The bandwidth wall and the rise of co-packaged optics
Modern AI training clusters require significant bandwidth. Training advanced models may involve tens or hundreds of thousands of GPUs exchanging data at speeds unimaginable just two years ago. Some clusters now exceed hundreds of petabits per second in total bandwidth, pushing traditional pluggable optics to their physical limits.
The industry is quickly adopting 102.4Tbps silicon as the standard for large-scale AI factories. The main bottleneck is no longer just how much compute power we have, but how fast data can move between chips, nodes, and memory. With 102.4Tbps, new networking silicon finally provides enough bandwidth to keep GPUs working at full capacity, reducing idle time and improving efficiency for hyperscalers and neoclouds. Whether through high-radix switching, advanced NICs, or co-packaged optics, 102.4Tbps is now the minimum needed for competitive AI clusters. It’s the new baseline.
As link speeds reach 800G, 1.6T, and beyond, the power needed for separate optical modules and electrical losses from the switch chip to the front panel create inefficiencies that are difficult to manage at scale.
Linear-drive Pluggable Optics (LPO) is becoming more important. By removing the digital signal processor (DSP) typically found in optical transceivers, LPO allows the host chip to connect directly to the optical module. This can cut power use by up to 50% per link and also lower latency and costs. For large operators building 800G and 1.6T connections to meet AI’s bandwidth needs, LPO is quickly becoming a core part of their systems.

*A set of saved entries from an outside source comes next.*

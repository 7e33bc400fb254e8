use crate::actions::{TaskContext, TaskHandler};
use crate::runtime::expr;
use anyhow::Result;
use async_trait::async_trait;
use serde_json::Value;
use tracing::info;

#[derive(Debug)]
pub struct LogHandler;

#[async_trait]
impl TaskHandler for LogHandler {
    fn name(&self) -> &str {
        "log"
    }

    fn validate(&self, _params: &Value) -> Result<()> {
        Ok(())
    }

    async fn execute(&self, params: Value, _ctx: &mut TaskContext<'_>) -> Result<Value> {
        if let Some(msg) = params.get("msg").and_then(|v| v.as_str()) {
            info!("[LOG] {}", msg);
        } else {
            info!("[LOG] {:?}", params);
        }
        Ok(Value::Null)
    }
}

#[derive(Debug)]
pub struct AssignHandler;

#[async_trait]
impl TaskHandler for AssignHandler {
    fn name(&self) -> &str {
        "assign"
    }

    fn validate(&self, _params: &Value) -> Result<()> {
        Ok(())
    }

    async fn execute(&self, params: Value, ctx: &mut TaskContext<'_>) -> Result<Value> {
        // 1. Handle "assignments" list
        if let Some(list) = params.get("assignments").and_then(|v| v.as_array()) {
            for item in list {
                if let (Some(k), Some(v)) = (item.get("key").and_then(|s| s.as_str()), item.get("value")) {
                    ctx.set_var(k, v.clone());
                }
            }
        }

        // 2. Handle "expression": "var = expr" assigns, a bare expr returns
        if let Some(raw) = params.get("expression").and_then(|v| v.as_str()) {
            let (target_var, rhs) = match raw.split_once('=') {
                Some((left, right)) => (Some(left.trim()), right.trim()),
                None => (None, raw),
            };
            if let Some(result) = expr::eval_value(rhs, &ctx.all_vars()) {
                match target_var {
                    Some(name) => ctx.set_var(name, result),
                    None => {
                        if params.get("value").is_none() {
                            return Ok(result);
                        }
                    }
                }
            }
        }

        // 3. Handle "value"
        if let Some(val) = params.get("value") {
            Ok(val.clone())
        } else {
            Ok(Value::Null)
        }
    }
}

Co-Packaged Optics (CPO) brings an even bigger shift in network design. By putting optical engines directly onto the switch package, CPO removes the electrical losses that limit bandwidth and efficiency. This leads to 30-40% less power use at the same speeds, better signal quality at higher data rates, and more ports than pluggable designs can offer.
CPO also expands network design possibilities. With sufficient connections, it can link clusters of 512 GPUs in a single layer or reduce larger setups from three layers to two. This eliminates extra switches, reduces latency, and simplifies the network.
Transitioning to CPO will take time and require new approaches to maintenance, cooling, and supply chain management. However, for large-scale AI, co-packaged optics are now essential.
Scale-across: Beyond the single cluster
AI networking has gone through several stages. Scale-up meant closely linking GPUs within a single system, using NVLink to treat an entire rack as a single computer. Scale-out took this further, using InfiniBand and Ethernet to connect thousands of GPUs across a data center, enabling today’s large clusters.
We are reaching the practical limits of scale-out. The largest training runs are now limited not by compute availability, but by the challenge of aggregating sufficient resources in a single location with adequate power, cooling, and network capacity. The next phase focuses on connecting clusters rather than simply building larger ones.
Scale-across treats compute resources across different locations as a single shared pool. This challenges old assumptions. Traditional distributed training assumes the same latency everywhere, but spreading across cities or continents introduces latency differences that disrupt standard operations.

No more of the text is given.